Он пожалел об их договоре в первый же день своей новой жизни… в первый же час. Уже в аэропорту, словно в новой дозе, он нуждался в звонке, просто, чтобы услышать ее голос, пусть и искаженный телефонной связью… но он мог бы закрыть глаза и представить, как она сжимает пальцы на трубке и, смеясь, дразнит его слабохарактерным идиотом… Услышать ее голос и получить возможность просуществовать еще какое-то время.
Это был самый тяжелый период в его жизни. Боковым зрением он всегда видел ее рядом… забывшись, обращался к ней… чувствовал ее запах, переполняющий многолюдные улицы и душные коридоры общежития. Но ее не было. Она осталась в прошлой жизни. А он, словно выброшенный на берег кит, задыхался, сжимая телефон в руке, но не звонил. Он был совершенно один в городе, до краев наполненном незнакомыми людьми, которым было абсолютно безразлично, даже если прямо сейчас перед их глазами его на полной скорости размажет по асфальту какой-нибудь бензовоз. Он испытывал настоящий шок. Весь день, пока устраивался в общежитии и бесцельно бродил по улицам, он боролся с нечеловеческим желанием вернуться к ней и остаться рядом до конца жизни… Он так и написал в дневнике в первый день своей новой жизни без нее.

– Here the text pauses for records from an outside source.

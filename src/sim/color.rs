//! Ball, wall and hole colors
//!
//! Grey (ordinal 0) is the neutral wildcard: it matches every hole and passes
//! every restricted wall.

use std::fmt;

use serde::{Deserialize, Serialize};

/// Invalid color lookups. These indicate a malformed level or score table.
#[derive(Debug, Clone, PartialEq, Eq, thiserror::Error)]
pub enum ColorError {
    #[error("Invalid color name: {0}")]
    UnknownName(String),
    #[error("Invalid color value: {0}")]
    OutOfRange(u32),
}

/// The five colors a ball, wall or hole can carry
#[derive(Debug, Clone, Copy, PartialEq, Eq, Hash, Default, Serialize, Deserialize)]
#[serde(rename_all = "lowercase")]
pub enum Color {
    #[default]
    Grey = 0,
    Orange = 1,
    Blue = 2,
    Green = 3,
    Yellow = 4,
}

impl Color {
    /// All colors in ordinal order
    pub const ALL: [Color; 5] = [
        Color::Grey,
        Color::Orange,
        Color::Blue,
        Color::Green,
        Color::Yellow,
    ];

    pub fn ordinal(self) -> u32 {
        self as u32
    }

    pub fn from_ordinal(value: u32) -> Result<Self, ColorError> {
        Self::ALL
            .get(value as usize)
            .copied()
            .ok_or(ColorError::OutOfRange(value))
    }

    /// Parse a layout color code (a single ASCII digit)
    pub fn from_digit(c: char) -> Result<Self, ColorError> {
        match c.to_digit(10) {
            Some(d) => Self::from_ordinal(d),
            None => Err(ColorError::UnknownName(c.to_string())),
        }
    }

    pub fn name(self) -> &'static str {
        match self {
            Color::Grey => "grey",
            Color::Orange => "orange",
            Color::Blue => "blue",
            Color::Green => "green",
            Color::Yellow => "yellow",
        }
    }

    /// Case-insensitive name lookup
    pub fn from_name(name: &str) -> Result<Self, ColorError> {
        let lower = name.to_lowercase();
        Self::ALL
            .into_iter()
            .find(|c| c.name() == lower)
            .ok_or_else(|| ColorError::UnknownName(name.to_string()))
    }

    pub fn is_neutral(self) -> bool {
        self == Color::Grey
    }

    /// Index into per-color tables
    #[inline]
    pub fn index(self) -> usize {
        self as usize
    }
}

impl fmt::Display for Color {
    fn fmt(&self, f: &mut fmt::Formatter<'_>) -> fmt::Result {
        f.write_str(self.name())
    }
}

impl std::str::FromStr for Color {
    type Err = ColorError;

    fn from_str(s: &str) -> Result<Self, Self::Err> {
        Self::from_name(s)
    }
}
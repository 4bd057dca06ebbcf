//! Scoring context shared by every capture
//!
//! Holds the score tables, the level's modifiers and the mutable score and
//! spawn queue. Passed explicitly into collision code; there is no global
//! state.

use serde::{Deserialize, Serialize};

use super::color::Color;
use super::conveyor::SpawnQueue;

/// Base reward and penalty per ball color
#[derive(Debug, Clone, Copy, PartialEq, Eq, Default, Serialize, Deserialize)]
pub struct ScoreTables {
    pub increase: [u32; 5],
    pub decrease: [u32; 5],
}

impl ScoreTables {
    pub fn increase_for(&self, color: Color) -> u32 {
        self.increase[color.index()]
    }

    pub fn decrease_for(&self, color: Color) -> u32 {
        self.decrease[color.index()]
    }
}

/// What a capture did to the score
#[derive(Debug, Clone, Copy, PartialEq, Eq, Serialize, Deserialize)]
pub enum CaptureOutcome {
    /// Matching (or grey) hole
    Correct { gained: u32 },
    /// Wrong hole: score penalty and the ball goes back in the queue
    Wrong { lost: u32 },
}

#[derive(Debug, Clone, Default, PartialEq, Serialize, Deserialize)]
pub struct SimContext {
    pub tables: ScoreTables,
    pub increase_modifier: f32,
    pub decrease_modifier: f32,
    /// Current score (never negative)
    pub score: u32,
    pub queue: SpawnQueue,
}

/// floor(base * modifier), with negative products clamped to zero
#[inline]
fn scaled(base: u32, modifier: f32) -> u32 {
    (base as f32 * modifier).floor().max(0.0) as u32
}

impl SimContext {
    pub fn new(tables: ScoreTables) -> Self {
        Self {
            tables,
            increase_modifier: 1.0,
            decrease_modifier: 1.0,
            score: 0,
            queue: SpawnQueue::default(),
        }
    }

    pub fn add_score(&mut self, amount: u32) {
        self.score = self.score.saturating_add(amount);
    }

    /// Deduct points, flooring at zero
    pub fn deduct_score(&mut self, amount: u32) {
        self.score = self.score.saturating_sub(amount);
    }

    /// Score a ball of `ball_color` falling into a hole of `hole_color`
    pub fn capture(&mut self, ball_color: Color, hole_color: Color) -> CaptureOutcome {
        let correct =
            ball_color.is_neutral() || hole_color.is_neutral() || ball_color == hole_color;
        if correct {
            let gained = scaled(self.tables.increase_for(ball_color), self.increase_modifier);
            self.add_score(gained);
            log::debug!("{ball_color} ball captured by {hole_color} hole: +{gained}");
            CaptureOutcome::Correct { gained }
        } else {
            let lost = scaled(self.tables.decrease_for(ball_color), self.decrease_modifier);
            self.deduct_score(lost);
            self.queue.push_back(ball_color);
            log::debug!("{ball_color} ball captured by {hole_color} hole: -{lost}, requeued");
            CaptureOutcome::Wrong { lost }
        }
    }
}
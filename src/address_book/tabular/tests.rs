use super::*;
use chrono::Utc;

fn contact(name: &str, phone: &str, email: Option<&str>) -> Contact {
    Contact {
        id: "id".to_string(),
        name: name.to_string(),
        phone_number: phone.to_string(),
        email: email.map(str::to_string),
        notes: None,
        added_by: "admin".to_string(),
        created_at: Utc::now(),
    }
}

#[test]
fn test_parse_with_header() {
    let rows = parse_contact_rows("name,phone,email\nAnn,+15550003,ann@example.org\n");
    assert_eq!(rows.len(), 1);
    assert_eq!(rows[0].name, "Ann");
    assert_eq!(rows[0].phone, "+15550003");
    assert_eq!(rows[0].email.as_deref(), Some("ann@example.org"));
}

#[test]
fn test_parse_without_header_and_missing_email() {
    let rows = parse_contact_rows("Ann,+15550003\n\nBob,+15550004,\n");
    assert_eq!(rows.len(), 2);
    assert_eq!(rows[0].email, None);
    assert_eq!(rows[1].name, "Bob");
    assert_eq!(rows[1].email, None);
}

#[test]
fn test_parse_header_case_insensitive_with_bom() {
    let rows = parse_contact_rows("\u{feff}Name,Phone,Email\r\nAnn,+15550003,\r\n");
    assert_eq!(rows.len(), 1);
    assert_eq!(rows[0].name, "Ann");
}

#[test]
fn test_parse_quoted_fields() {
    let rows = parse_contact_rows("\"Haddad, Rima\",+9613123456,\"r\"\"h@example.org\"\n");
    assert_eq!(rows[0].name, "Haddad, Rima");
    assert_eq!(rows[0].email.as_deref(), Some("r\"h@example.org"));
}

#[test]
fn test_parse_semicolon_and_tab_delimiters() {
    let rows = parse_contact_rows("Ann;+15550003;ann@example.org\n");
    assert_eq!(rows[0].phone, "+15550003");

    let rows = parse_contact_rows("Ann\t+15550003\n");
    assert_eq!(rows[0].phone, "+15550003");
}

#[test]
fn test_parse_single_column_row_keeps_empty_phone() {
    let rows = parse_contact_rows("Lonely\n");
    assert_eq!(rows.len(), 1);
    assert_eq!(rows[0].phone, "");
}

#[test]
fn test_format_column_order_and_escaping() {
    let text = format_contact_rows(&[
        contact("Ann", "+15550003", Some("ann@example.org")),
        contact("Haddad, Rima", "+9613123456", None),
    ]);
    assert_eq!(
        text,
        "name,phone,email\nAnn,+15550003,ann@example.org\n\"Haddad, Rima\",+9613123456,\n"
    );
}

#[test]
fn test_format_output_parses_back() {
    let contacts = vec![
        contact("Ann", "+15550003", Some("ann@example.org")),
        contact("Say \"hi\"", "+15550004", None),
    ];
    let rows = parse_contact_rows(&format_contact_rows(&contacts));
    assert_eq!(rows.len(), 2);
    assert_eq!(rows[1].name, "Say \"hi\"");
    assert_eq!(rows[1].email, None);
}

#[test]
fn test_quoted_field_spans_lines() {
    let text = format_contact_rows(&[
        contact("Ann\nSmith", "+15550003", None),
        contact("Bob", "+15550004", Some("bob@example.org")),
    ]);
    assert!(text.contains("\"Ann\nSmith\""));

    let rows = parse_contact_rows(&text);
    assert_eq!(
        rows,
        vec![
            ImportRow::new("Ann\nSmith", "+15550003", None),
            ImportRow::new("Bob", "+15550004", Some("bob@example.org")),
        ]
    );
}

#[test]
fn test_quoted_crlf_line_breaks() {
    let rows = parse_contact_rows("\"Ann\r\nSmith\",+15550003\r\nBob,+15550004\r\n");
    assert_eq!(rows.len(), 2);
    assert_eq!(rows[0].name, "Ann\r\nSmith");
    assert_eq!(rows[1].phone, "+15550004");
}
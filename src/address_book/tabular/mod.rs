//! Comma-separated contact rows: `name,phone,email`.

use crate::address_book::{Contact, ImportRow};
use std::borrow::Cow;

pub const HEADER: &str = "name,phone,email";

/// Parse tabular text into import rows.
///
/// Tolerates an optional header row, blank lines, a missing email column,
/// quoted fields (which may span lines), and `;` or tab delimiters when no
/// comma is present.
pub fn parse_contact_rows(text: &str) -> Vec<ImportRow> {
    let text = text.strip_prefix('\u{feff}').unwrap_or(text);
    let mut rows = Vec::new();
    let mut delimiter = None;

    for line in records(text) {
        if line.trim().is_empty() {
            continue;
        }
        let delim = *delimiter.get_or_insert_with(|| detect_delimiter(line));
        let fields = split_fields(line, delim);

        if rows.is_empty() && is_header(&fields) {
            continue;
        }

        let mut fields = fields.into_iter();
        let name = fields.next().unwrap_or_default();
        let phone = fields.next().unwrap_or_default();
        let email = fields.next().filter(|e| !e.trim().is_empty());
        rows.push(ImportRow { name, phone, email });
    }
    rows
}

/// Render contacts as tabular text with a header row.
pub fn format_contact_rows(contacts: &[Contact]) -> String {
    let mut out = String::from(HEADER);
    out.push('\n');
    for contact in contacts {
        out.push_str(&escape_field(&contact.name));
        out.push(',');
        out.push_str(&escape_field(&contact.phone_number));
        out.push(',');
        out.push_str(&escape_field(contact.email.as_deref().unwrap_or("")));
        out.push('\n');
    }
    out
}

/// Split text into records at line breaks that fall outside quotes.
fn records(text: &str) -> Vec<&str> {
    let mut records = Vec::new();
    let mut in_quotes = false;
    let mut start = 0;
    for (i, c) in text.char_indices() {
        match c {
            '"' => in_quotes = !in_quotes,
            '\n' if !in_quotes => {
                records.push(text[start..i].trim_end_matches('\r'));
                start = i + 1;
            }
            _ => {}
        }
    }
    if start < text.len() {
        records.push(text[start..].trim_end_matches('\r'));
    }
    records
}

fn detect_delimiter(line: &str) -> char {
    if line.contains(',') {
        ','
    } else if line.contains(';') {
        ';'
    } else if line.contains('\t') {
        '\t'
    } else {
        ','
    }
}

fn is_header(fields: &[String]) -> bool {
    matches!(
        (fields.first(), fields.get(1)),
        (Some(a), Some(b))
            if a.trim().eq_ignore_ascii_case("name") && b.trim().eq_ignore_ascii_case("phone")
    )
}

fn split_fields(line: &str, delimiter: char) -> Vec<String> {
    let mut fields = Vec::new();
    let mut current = String::new();
    let mut in_quotes = false;
    let mut chars = line.chars().peekable();

    while let Some(c) = chars.next() {
        match c {
            '"' if in_quotes => {
                if chars.peek() == Some(&'"') {
                    current.push('"');
                    chars.next();
                } else {
                    in_quotes = false;
                }
            }
            '"' if current.trim().is_empty() => {
                current.clear();
                in_quotes = true;
            }
            c if c == delimiter && !in_quotes => {
                fields.push(current.trim().to_string());
                current.clear();
            }
            _ => current.push(c),
        }
    }
    fields.push(current.trim().to_string());
    fields
}

fn escape_field(field: &str) -> Cow<'_, str> {
    if field.contains([',', '"', '\n', '\r']) {
        Cow::Owned(format!("\"{}\"", field.replace('"', "\"\"")))
    } else {
        Cow::Borrowed(field)
    }
}

#[cfg(test)]
mod tests;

Следующие дни были настоящим адом. Ему становилось только хуже и хуже. Даже музыка не помогала забыться… наоборот, она, казалось, впитывала в себя весь ужас и отчаяние его внутреннего мира, но для нее это было слишком… она захлебывалась и умирала в мучительных конвульсиях клавиш и смычка. Это заметили и его преподаватели и ребята из соседних комнат. Все эти незнакомые люди замирали, накрытые волной боли и криками, исторгаемыми инструментами под его пальцами. И если в первые часы его пребывания в общаге он еще вызывал смешки и шутки своим поведением до смерти затравленного животного, то после ночи неустанной игры на фортепиано, многие почувствовали нечто, к чему лучше не приближаться, и перестали его задирать, хотя он, все равно, не реагировал на их провокации… У всех женщин, от опытных и потрепанных жизнью преподавателей и до студенток-первокурсниц, его безотчетный призыв, страстная мольба и агония, изливавшаяся в музыке, вызывали неприкрытое восхищение и острое желание утешить, но угрюмая отчужденная красота и отсутствующий взгляд отпугивали даже самых смелых. Ребята же просто ощутили силу таланта, этого было достаточно, чтобы оставить его в покое…
Эта затяжная депрессия длилась несколько бесконечных месяцев. И каждую частицу этого времени он прилагал титанические усилия, чтобы не сорваться, не бросить все к черту и не уехать к ней… или хотя бы просто набрать номер и услышать низкий чуть хрипловатый голос. Он переживал настоящую ломку, когда хотелось лезть на стену… броситься с крыши… взвыть… Лишь дневник и музыка спасали его. Выплескивая на бумагу переносимую агонию, он словно говорил с ней, освобождая сердце от выпавшего за день осадка, притягивающего к земле своей многотонностью. Музыка же была просто открытым шлюзом. Когда он играл, сосредотачиваясь лишь на своем восприятии звука и закрывая глаза, наконец-то мог дышать глубоко и свободно… Теперь Рахманинов и Брамс были его неизменными спутниками. Во сне он постоянно слышал IX симфонию Бетховена… И никто не мог сыграть Лунную сонату с таким отчаянием и безысходностью, как играл ее этот замкнувшийся в своей непроницаемой скорлупе изгой. Никакие другие произведения он не чувствовал с такой болезненной остротой… И то, с какой отдачей он выплескивал силу, заключенную в переплетении нот, как неуловимо летали по клавишам его пальцы, с какой яростью передавал он напряженное возбуждение и как умирал от безысходности вместе со своим творением, заставляло покрываться мурашками всегда таких беспристрастных преподавателей, опустошая их эмоциональный заряд на неделю… Только в музыке он мог найти освобождение. Поэтому, каждый вечер собираясь на следующий день забирать документы, утром он вставал и снова шел на занятия.